After a sharp correction that erased much of its September gains, Avantis has staged an impressive rebound, climbing 73% last week and 31.9% over the past 24 hours.

The AVNT token is currently trading around $0.86, still roughly 59% below its September all-time high of $2.66.

While the recovery has rekindled investor optimism, the key question remains: can this rally be sustained, or is it merely a temporary pause within a larger downtrend?

Whales still on the sidelines

Despite the strong rebound, large investors appear hesitant to fully re-enter the market.

On the daily chart, the Chaikin Money Flow (CMF)—a primary gauge of whale participation—remains below zero, indicating that major wallets have not materially increased AVNT accumulation.

Avantis price chartSource: TradingView

Historically, Avantis’ price action has moved in tandem with whale inflows. The September peak coincided with a positive CMF reading.

Since the indicator fell below zero on September 26, the market has been under continued selling pressure.

Although the CMF has improved slightly in recent sessions, the momentum remains weak.

The absence of meaningful whale support raises doubts about the rally’s durability.

For a genuine trend change to take hold, the CMF needs to push decisively into positive territory and confirm renewed institutional confidence.

Technical patterns point to a possible shift

From a technical perspective, Avantis looks like it may be attempting to reverse its bearish narrative.

The token recently broke out of a falling wedge on the 12-hour chart, a formation often associated with trend reversals.

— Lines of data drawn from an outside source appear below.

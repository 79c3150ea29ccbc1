use crate::{ListtoList, Visibility};
use std::{error::Error, fmt::Display};

impl ListtoList {
    /// Whether the given user, holding the given roles, may use this list
    pub fn can_access(&self, user: &str, roles: &[String]) -> bool {
        match self.visibility {
            Visibility::Public => true,
            Visibility::Private => self
                .access
                .iter()
                .any(|allowed| allowed == user || roles.contains(allowed)),
            Visibility::Personal => self.guild == user,
        }
    }

    /// Grants access to each id not already in the access list.
    ///
    /// Does nothing for lists that aren't private. Returns the number of ids added.
    pub fn add_access(&mut self, ids: &[String]) -> usize {
        if self.visibility != Visibility::Private {
            return 0;
        }

        let before = self.access.len();
        for id in ids {
            if !self.access.contains(id) {
                self.access.push(id.clone());
            }
        }
        self.access.len() - before
    }

    /// Revokes access for each id in `ids`.
    ///
    /// Does nothing for lists that aren't private. Refuses, without changing anything,
    /// when the removal would leave a private list with nobody allowed to use it.
    pub fn remove_access(&mut self, ids: &[String]) -> Result<usize, AccessError> {
        if self.visibility != Visibility::Private {
            return Ok(0);
        }

        let remaining = self.access.iter().filter(|id| !ids.contains(*id)).count();
        if remaining == 0 && !self.access.is_empty() {
            return Err(AccessError::LastGrantee);
        }

        let mut removed = 0;
        for id in ids {
            if let Some(index) = self.access.iter().position(|allowed| allowed == id) {
                self.access.swap_remove(index);
                removed += 1;
            }
        }
        Ok(removed)
    }
}

#[derive(Debug, Clone, Copy, PartialEq, Eq)]
pub enum AccessError {
    LastGrantee,
}

impl Error for AccessError {}

impl Display for AccessError {
    fn fmt(&self, f: &mut std::fmt::Formatter<'_>) -> std::fmt::Result {
        let output = match self {
            AccessError::LastGrantee => {
                "I can't remove everyone from a private list, someone needs to keep access to it"
            }
        };

        write!(f, "{}", output)
    }
}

The Relative Strength Index (RSI) sits at 52.1 and the MACD histogram has ticked slightly positive at +0.0088—both signs of growing upward momentum.

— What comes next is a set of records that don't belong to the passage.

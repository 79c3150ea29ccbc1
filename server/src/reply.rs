use contracts::{Embed, ListtoList};
use std::borrow::Cow;

/// Most characters the chat platform accepts in a single embed field
pub const FIELD_LIMIT: usize = 1024;

const ELLIPSIS: &str = "…";

pub fn fail_msg() -> Embed {
    Embed::failure("Oops, I had a problem doing that for you")
}

pub fn no_list(list: &str) -> Embed {
    Embed::warning(format!("I couldn't find a list called {}", list))
}

pub fn no_lists() -> Embed {
    Embed::warning("I couldn't find any lists for you")
}

pub fn no_perms(list: &str) -> Embed {
    Embed::warning(format!("You have not been given permission to use {}", list))
}

pub fn hint(message: impl Into<String>) -> Embed {
    Embed::warning(message)
}

/// Renders every item of a list, one per line, split over as many fields as needed
pub fn render_list(list: &ListtoList) -> Embed {
    let mut embed = Embed::success("Your List");
    let mut values = String::new();

    for item in &list.items {
        let value = truncate(&item.value, FIELD_LIMIT);
        if !values.is_empty() && values.len() + 1 + value.len() > FIELD_LIMIT {
            embed = embed.with_field(&list.name, values);
            values = String::new();
        }
        if !values.is_empty() {
            values.push('\n');
        }
        values.push_str(&value);
    }

    if list.is_empty() {
        values = "This list is empty!".to_string();
    }

    embed
        .with_field(&list.name, values)
        .with_field("List Entries", list.len().to_string())
}

pub fn render_item(index: usize, value: &str) -> Embed {
    Embed::success("Your Item").with_field(
        format!("Item at position {}", index),
        truncate(value, FIELD_LIMIT),
    )
}

pub fn render_names<'a>(names: impl IntoIterator<Item = &'a str>) -> Embed {
    let mut values = String::new();
    for name in names {
        if !values.is_empty() {
            values.push('\n');
        }
        values.push_str(name);
    }

    if values.is_empty() {
        return no_lists();
    }

    Embed::success("I found these lists!").with_field("Your lists", values)
}

/// Cuts `value` to at most `limit` bytes on a char boundary, ending cut values with an ellipsis
fn truncate(value: &str, limit: usize) -> Cow<'_, str> {
    if value.len() <= limit {
        return Cow::Borrowed(value);
    }
    let mut end = limit.saturating_sub(ELLIPSIS.len());
    while !value.is_char_boundary(end) {
        end -= 1;
    }
    Cow::Owned(format!("{}{}", &value[..end], ELLIPSIS))
}

pub fn help(prefix: &str, topic: &str) -> Embed {
    let p = prefix;

    match topic.to_lowercase().as_str() {
        "lists" => Embed::info("Here are some commands involving lists:")
            .with_field("clear, cl", format!("Clears a list\n__Example__:\n{}clear MyList", p))
            .with_field(
                "create, c",
                format!(
                    "Creates a new list. Lists cannot contain spaces\n__Example__:\n{}create MyList",
                    p
                ),
            )
            .with_field(
                "createprivate, cp",
                format!(
                    "Creates a new private list. You can specify allowed users and roles after the list name. \
                     Will default to just you if left blank\n__Examples__:\n{}createprivate MyList @UserOne\n{}cp MyList @MyRole",
                    p, p
                ),
            )
            .with_field(
                "createpersonal, cm",
                format!(
                    "Creates a list only you can see, wherever you use it from\n__Example__:\n{}cm MyList",
                    p
                ),
            )
            .with_field(
                "addtoprivate, ap",
                format!(
                    "Adds the specified roles or users to a private list\n__Example__:\n{}addtoprivate MyList @UserOne",
                    p
                ),
            )
            .with_field(
                "removefromprivate, rp",
                format!(
                    "Removes the specified roles or users from a private list\n__Example__:\n{}rp MyList @Role",
                    p
                ),
            )
            .with_field("delete, d", format!("Deletes a list\n__Example__:\n{}delete MyList", p))
            .with_field("get, g", format!("Gets a list\n__Example__:\n{}get MyList", p))
            .with_field(
                "sort, s",
                format!("Sorts a list by either name or time\n__Example__\n{}sort MyList name", p),
            ),
        "items" => Embed::info("Here are some commands involving list items:")
            .with_field(
                "add, a",
                format!(
                    "Adds an item to a list, items can have spaces\n__Example__:\n{}add MyList My Item",
                    p
                ),
            )
            .with_field(
                "edit, e",
                format!(
                    "Edit an item in a list. You can specify the item to edit either by its index, or its value. \
                     If you search by index, then note that 0 is the first item in the list, and the new value should not be surrounded by \"s. \
                     If you search by value, then both values need to be surrounded with \"s\
                     \n__Example__:\n{}edit MyList 0 My new and improved item\n{}e MyList \"My Old Item\" \"My New Item\"",
                    p, p
                ),
            )
            .with_field(
                "get, g",
                format!(
                    "Get an item from a list. You specify the item by using the index as specified above.\n__Example__:\n{}g MyList 0",
                    p
                ),
            )
            .with_field(
                "random, rv",
                format!("Selects a random item from a list\n__Example__:\n{}rv MyList", p),
            )
            .with_field(
                "remove, r",
                format!(
                    "Removes an item from a list. You can either type the item in full, or the item index\
                     \n__Example__:\n{}remove MyList MyItem\n{}r MyList 0",
                    p, p
                ),
            ),
        _ => Embed::info("Listto does some list management things! Here's some generic commands:")
            .with_field(
                "help, h",
                format!(
                    "Displays a help message!\nCan accept arguments of lists and items\n__Examples__:\n{}help\n{}h lists",
                    p, p
                ),
            )
            .with_field("list, l", format!("Lists all lists on the server\n__Example__:\n{}l", p))
            .with_field("ping", format!("Check if I'm alive\n__Example__:\n{}ping", p)),
    }
}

Behind those signals, however, lies a warning.

Between October 10 and 21, the Avantis chart formed a hidden bearish divergence, where price made lower highs while the RSI formed higher highs.

This pattern can indicate weakening upside pressure.

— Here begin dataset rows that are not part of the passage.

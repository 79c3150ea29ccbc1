use async_trait::async_trait;
use contracts::ListtoList;
use mobc_redis::{mobc, redis::RedisError};
use std::fmt::Display;

#[macro_use]
extern crate log;

mod list;
mod memory;
mod pool;
pub mod record;

pub use memory::*;
pub use pool::*;

pub type DatabaseResult<T> = Result<T, DatabaseError>;

/// Storage for lists, keyed by owner scope (guild or user id) and list name
#[async_trait]
pub trait ListStore: Send + Sync {
    /// ## Error
    /// * `ListNotFound` if there is no list called `name` in `guild`.
    async fn get_list(&self, guild: &str, name: &str) -> DatabaseResult<ListtoList>;

    /// Every list in `guild`, followed by every list in `user`'s personal scope if given.
    ///
    /// Lists are not deduplicated between the two scopes.
    /// ## Error
    /// * `ListsNotFound` if none of the queried scopes have any lists.
    async fn get_all_lists(&self, guild: &str, user: Option<&str>)
        -> DatabaseResult<Vec<ListtoList>>;

    /// Inserts or overwrites the list
    async fn put_list(&self, list: &ListtoList) -> DatabaseResult<()>;

    /// Deleting a list that doesn't exist is not an error
    async fn delete_list(&self, guild: &str, name: &str) -> DatabaseResult<()>;
}

/// Lists stored in Redis
pub struct Database {
    pool: RedisPool,
}

impl Database {
    pub fn new(pool: RedisPool) -> Self {
        Self { pool }
    }
}

#[derive(Debug)]
pub enum DatabaseError {
    ListNotFound(String),
    ListsNotFound,
    RedisError(RedisError),
    PoolError(mobc::Error<RedisError>),
    SerdeError(serde_json::Error),
    MissingField(&'static str),
    InvalidField { field: &'static str, value: String },
}

impl DatabaseError {
    /// Whether the error just means nothing was stored under the key
    pub fn is_not_found(&self) -> bool {
        matches!(
            self,
            DatabaseError::ListNotFound(_) | DatabaseError::ListsNotFound
        )
    }
}

impl From<RedisError> for DatabaseError {
    fn from(redis_error: RedisError) -> Self {
        DatabaseError::RedisError(redis_error)
    }
}

impl From<mobc::Error<RedisError>> for DatabaseError {
    fn from(pool_error: mobc::Error<RedisError>) -> Self {
        DatabaseError::PoolError(pool_error)
    }
}

impl From<serde_json::Error> for DatabaseError {
    fn from(serde_error: serde_json::Error) -> Self {
        DatabaseError::SerdeError(serde_error)
    }
}

impl Display for DatabaseError {
    fn fmt(&self, f: &mut std::fmt::Formatter<'_>) -> std::fmt::Result {
        let output = match self {
            DatabaseError::ListNotFound(name) => format!("no list called '{}'", name),
            DatabaseError::ListsNotFound => "no lists".to_string(),
            DatabaseError::RedisError(e) => e.to_string(),
            DatabaseError::PoolError(e) => format!("{:?}", e),
            DatabaseError::SerdeError(e) => e.to_string(),
            DatabaseError::MissingField(field) => format!("missing field '{}'", field),
            DatabaseError::InvalidField { field, value } => {
                format!("invalid value '{}' for field '{}'", value, field)
            }
        };

        write!(f, "{}", output)
    }
}

impl std::error::Error for DatabaseError {}
#![allow(clippy::new_without_default)]

use app::{App, AppError};
use config::Config;
use contracts::{ErrorReply, MessageEvent, MessageReply};
use database::{Database, ListStore, MemoryStore, RedisPool};
use hyper::{
    body::Buf,
    header::{HeaderValue, AUTHORIZATION, CONTENT_TYPE},
    service::{make_service_fn, service_fn},
    Body, Method, Request, Response, Server, StatusCode,
};
use serde::Serialize;
use std::sync::Arc;
use structopt::StructOpt;

pub mod app;
pub mod config;
pub mod controller;
pub mod locks;
pub mod reply;

#[macro_use]
extern crate log;

#[derive(StructOpt, Debug, Clone)]
pub struct Opts {
    #[structopt(long, env = "LISTTO_TOKEN", hide_env_values = true)]
    token: String,
    #[structopt(long, default_value = "^", env = "LISTTO_PREFIX")]
    prefix: String,
    #[structopt(long, default_value = "3000", env = "LISTTO_LISTEN_PORT")]
    port: u16,
    #[structopt(long, default_value = "redis://127.0.0.1/", env = "LISTTO_REDIS_ADDR")]
    redis_addr: String,
    /// Messages from this user id are ignored
    #[structopt(long, env = "LISTTO_BOT_ID")]
    bot_id: Option<String>,
    /// Keep lists in memory instead of redis
    #[structopt(
        long,
        env = "LISTTO_MEMORY_STORE",
        parse(try_from_str),
        default_value = "false"
    )]
    memory_store: bool,
}

#[tokio::main]
async fn main() {
    dotenv::dotenv().ok();

    pretty_env_logger::formatted_timed_builder()
        .parse_filters(&std::env::var("RUST_LOG").unwrap_or_else(|_| "info".to_string()))
        .init();

    let opts = Opts::from_args();

    let config = match Config::new(&opts.token, &opts.prefix, opts.bot_id.clone()) {
        Ok(config) => config,
        Err(config_error) => {
            error!("invalid configuration: '{}'", config_error);
            std::process::exit(1);
        }
    };

    let store: Arc<dyn ListStore> = if opts.memory_store {
        warn!("keeping lists in memory, they will be lost on restart");
        Arc::new(MemoryStore::new())
    } else {
        match RedisPool::new(opts.redis_addr.clone()) {
            Ok(pool) => Arc::new(Database::new(pool)),
            Err(db_error) => {
                error!("could not open redis at '{}': '{}'", opts.redis_addr, db_error);
                std::process::exit(1);
            }
        }
    };

    let app = Arc::new(App::new(config.clone(), store));
    let webhook = Arc::new(Webhook::new(app, config));

    let addr = ([0, 0, 0, 0], opts.port).into();

    let service = make_service_fn(|_| {
        let webhook = webhook.clone();
        async {
            Ok::<_, hyper::Error>(service_fn(move |request| {
                let webhook = webhook.clone();
                entry_point(webhook, request)
            }))
        }
    });

    let server = Server::bind(&addr).serve(service);

    info!("starting listto on {:?} with prefix '{}'", addr, opts.prefix);
    if let Err(hyper_error) = server.await {
        error!("server stopped: '{}'", hyper_error);
    }
}

pub async fn entry_point(
    webhook: Arc<Webhook>,
    request: Request<Body>,
) -> Result<Response<Body>, hyper::Error> {
    Ok(webhook.handle_request(request).await)
}

/// Receives chat messages relayed by the chat gateway
pub struct Webhook {
    app: Arc<App>,
    config: Config,
}

impl Webhook {
    pub fn new(app: Arc<App>, config: Config) -> Self {
        Self { app, config }
    }

    pub async fn handle_request(&self, request: Request<Body>) -> Response<Body> {
        let route = request.uri().path().to_string();
        match (request.method(), route.as_str()) {
            (&Method::POST, "/api/message") => match self.message_route(request).await {
                Ok(reply) => generic_json_response(reply, StatusCode::OK),
                Err((status, error)) => generic_json_response(error, status),
            },
            (&Method::GET, "/api/health") => {
                generic_json_response(MessageReply::new(None), StatusCode::OK)
            }
            _invalid => {
                error!("invalid http method or route request: '{:?}'", request);
                generic_json_response(ErrorReply::new("invalid route"), StatusCode::NOT_FOUND)
            }
        }
    }

    async fn message_route(
        &self,
        request: Request<Body>,
    ) -> Result<MessageReply, (StatusCode, ErrorReply)> {
        if let Err(auth_error) = self.authenticate(&request) {
            error!("error during authentication: '{}'", auth_error);
            return Err((StatusCode::UNAUTHORIZED, ErrorReply::new(auth_error.to_string())));
        }

        let event = Self::get_body_as_event(request).await.map_err(|error| {
            error!("error parsing request as message: '{:?}'", error.context);
            (StatusCode::BAD_REQUEST, ErrorReply::new(error.to_string()))
        })?;

        Ok(MessageReply::new(self.app.handle_message(&event).await))
    }

    fn authenticate(&self, request: &Request<Body>) -> Result<(), AppError> {
        match request.headers().get(AUTHORIZATION) {
            Some(value) => {
                let token = value
                    .to_str()
                    .ok()
                    .and_then(|tok| tok.strip_prefix("Bot "))
                    .ok_or_else(|| AppError::from(reply::hint("invalid 'Authorization' header")))?;

                if token != self.config.token() {
                    return Err(AppError::from(reply::hint("invalid token")));
                }

                Ok(())
            }
            None => Err(AppError::from(reply::hint(
                "missing 'Authorization' header",
            ))),
        }
    }

    /// Attempts to parse the body of a request as a chat message
    async fn get_body_as_event(request: Request<Body>) -> Result<MessageEvent, AppError> {
        let buf = hyper::body::aggregate(request).await.map_err(|hyper_error| {
            AppError::from(reply::hint("could not read request body")).with_context(&hyper_error)
        })?;
        let event = serde_json::from_reader(buf.reader()).map_err(|serde_error| {
            AppError::from(reply::hint("invalid message")).with_context(&serde_error)
        })?;

        Ok(event)
    }
}

fn generic_json_response<T>(body: T, status: StatusCode) -> Response<Body>
where
    T: Serialize,
{
    let (status, bytes) = match serde_json::to_vec(&body) {
        Ok(bytes) => (status, bytes),
        Err(serde_error) => {
            error!("could not serialize response: '{}'", serde_error);
            (StatusCode::INTERNAL_SERVER_ERROR, b"{}".to_vec())
        }
    };

    let mut response = Response::new(Body::from(bytes));
    *response.status_mut() = status;
    response
        .headers_mut()
        .insert(CONTENT_TYPE, HeaderValue::from_static("application/json"));
    response
}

A daily close above $1.00 would invalidate that bearish setup and confirm stronger buying interest.

Until that level is decisively cleared, traders are likely to remain cautious, especially with key support anchored at $0.57.

Rising TVL and platform growth fuel optimism

On the fundamentals side, the Avantis ecosystem continues to show progress.

The project’s Total Value Locked (TVL) recently surpassed $111 million, representing an increase of more than 430% within a month.

Much of this growth has been driven by a synthetic asset on the Base Chain Broker, which has attracted fresh liquidity and users.

Development of composable-yield products is also boosting engagement, as AVNT staking and governance features are directly linked to network revenues.

The TVL uptick not only reflects growing adoption but also suggests rising underlying demand for the AVNT token.

Platform expansion supports its long-term utility, even as short-term market sentiment remains volatile.

Exchange listings raised liquidity — and volatility

Recent listings of AVNT on major exchanges such as Binance, Upbit, and Coinbase have significantly increased liquidity, with daily trading volume now exceeding $307 million—roughly 2.4 times its market cap.

Such elevated turnover points to speculative enthusiasm but also highlights market instability.

Following the September listings, AVNT surged nearly 400% before correcting about 60% in the subsequent weeks.

The current rebound is encouraging but fragile if it is driven primarily by short-term trading rather than sustained organic demand.

Avantis price outlook

In the near term, attention centers on whether Avantis can sustain momentum above the $1.00 resistance.

A successful breakout and hold above this level would signal the start of a broader trend reversal and could open the path toward $1.32 and potentially the prior high of $2.66.

Conversely, failure to hold support at $0.57 could trigger renewed selling and a retest of lower floors around $0.46.